Bottle Rocket Hearts

By Zoe Whittall. Cormorant Books, 189 pp, $19.95, softcover

October 30, 1995, and Montreal is torn in two by questions of loyalty and identity. Eve, young and in a constant state of self-invention, isn't even exactly certain what outcome she hopes for, though she's Anglo and too much of a romantic to give up on nationhood.

What's really bugging her: what to wear to the polling booth.

Bottle Rocket Hearts, Toronto grrrl-poet Zoe Whittall's first novel, remembers the age at which it seemed that the right outfit could work miracles–maybe even sway the future of the country. Eve goes for the silver dress and ankle boots, and whether it's that or something else, Canada survives.

Not everything does in the story: loves die, lovers too.
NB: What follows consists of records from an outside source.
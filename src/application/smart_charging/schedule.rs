//! Placing a profile's schedule periods on the timeline

use chrono::{DateTime, Duration, Utc};
use tracing::warn;

use crate::domain::charging_profile::{ChargingProfile, ChargingProfileKind};
use crate::support::time::floor_seconds;

/// One schedule period anchored in absolute time, `[start, end)`.
#[derive(Debug, Clone, PartialEq)]
pub struct PeriodEntry {
    pub start: DateTime<Utc>,
    pub end: DateTime<Utc>,
    pub limit: f64,
    pub number_phases: Option<i32>,
    pub stack_level: i32,
}

/// Instants at which the profile's (first) schedule starts, as far as they
/// matter for `[window_start, window_end)`.
///
/// Recurring profiles are anchored at the latest recurrence at or before
/// `window_start`. Relative profiles start with the session and yield
/// nothing without one.
pub fn schedule_starts(
    profile: &ChargingProfile,
    window_start: DateTime<Utc>,
    window_end: DateTime<Utc>,
    session_start: Option<DateTime<Utc>>,
) -> Vec<DateTime<Utc>> {
    let Some(schedule) = profile.schedule() else {
        return Vec::new();
    };

    match profile.kind {
        ChargingProfileKind::Absolute => {
            let anchor = match schedule.start_schedule {
                Some(start) => start,
                None => {
                    warn!(profile_id = profile.id, "Absolute profile without startSchedule");
                    profile.valid_from.unwrap_or(window_start)
                }
            };
            vec![floor_seconds(anchor)]
        }
        ChargingProfileKind::Recurring => {
            let (Some(recurrency), Some(start_schedule)) =
                (profile.recurrency_kind, schedule.start_schedule)
            else {
                warn!(
                    profile_id = profile.id,
                    "Recurring profile without recurrencyKind or startSchedule"
                );
                return Vec::new();
            };

            let interval = recurrency.period();
            let window_start = floor_seconds(window_start);
            let window_end = floor_seconds(window_end);
            let since_anchor = (window_start - floor_seconds(start_schedule)).num_seconds();
            let back = since_anchor.rem_euclid(interval.num_seconds());

            let mut starts = Vec::new();
            let mut start = window_start - Duration::seconds(back);
            while start <= window_end {
                starts.push(start);
                start += interval;
            }
            starts
        }
        ChargingProfileKind::Relative => session_start.map(floor_seconds).into_iter().collect(),
    }
}

/// Materialise the periods of `profile` that fall inside the window.
///
/// Each period ends at the earliest of the next period, the schedule
/// duration, the next recurrence and `validTo`; it may not start before
/// `validFrom`. Results are clipped to the window and sorted by start.
pub fn materialize(
    profile: &ChargingProfile,
    window_start: DateTime<Utc>,
    window_end: DateTime<Utc>,
    session_start: Option<DateTime<Utc>>,
) -> Vec<PeriodEntry> {
    let Some(schedule) = profile.schedule() else {
        return Vec::new();
    };
    let window_start = floor_seconds(window_start);
    let window_end = floor_seconds(window_end);
    let valid_from = profile.valid_from.map(floor_seconds);
    let valid_to = profile.valid_to.map(floor_seconds);
    let offset = |anchor: DateTime<Utc>, seconds: i32| anchor + Duration::seconds(i64::from(seconds));

    let starts = schedule_starts(profile, window_start, window_end, session_start);
    let mut entries = Vec::new();

    for (occurrence, &anchor) in starts.iter().enumerate() {
        let next_occurrence = starts.get(occurrence + 1).copied();

        for (index, period) in schedule.periods.iter().enumerate() {
            let next_period = schedule
                .periods
                .get(index + 1)
                .map(|next| offset(anchor, next.start_period));
            let schedule_end = schedule.duration.map(|seconds| offset(anchor, seconds));

            let end = [next_period, schedule_end, next_occurrence, valid_to]
                .into_iter()
                .flatten()
                .min()
                .unwrap_or(window_end)
                .min(window_end);

            let mut start = offset(anchor, period.start_period);
            if let Some(from) = valid_from {
                start = start.max(from);
            }
            start = start.max(window_start);

            if end > start {
                entries.push(PeriodEntry {
                    start,
                    end,
                    limit: period.limit,
                    number_phases: period.number_phases,
                    stack_level: profile.stack_level,
                });
            }
        }
    }

    entries.sort_by_key(|entry| entry.start);
    entries
}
Idealism fades away.

Bottle Rocket Hearts–so named because Eve hopes her heart will become like one: "Common, sturdy, but still potentially explosive"–rests its many charms on its main character. Whittall's observations of early adulthood in the mid '90s carry the heft of memory, and many details ring true. (Her roommates choose her after quizzing her on her musical tastes, not her bank-account balance.)

However, a novel this is not.

Late in the story, Eve's best friend re-creates the events of the book as performance art. The moments click by as memories are projected on-screen to voice-over accompaniment. There's passion in this playlet, and a kind of coherence that falls somewhere between accident and design. It's brief, it's charming, it's suggestive, but it lacks a shape. Put that between covers and you've got Bottle Rocket Hearts.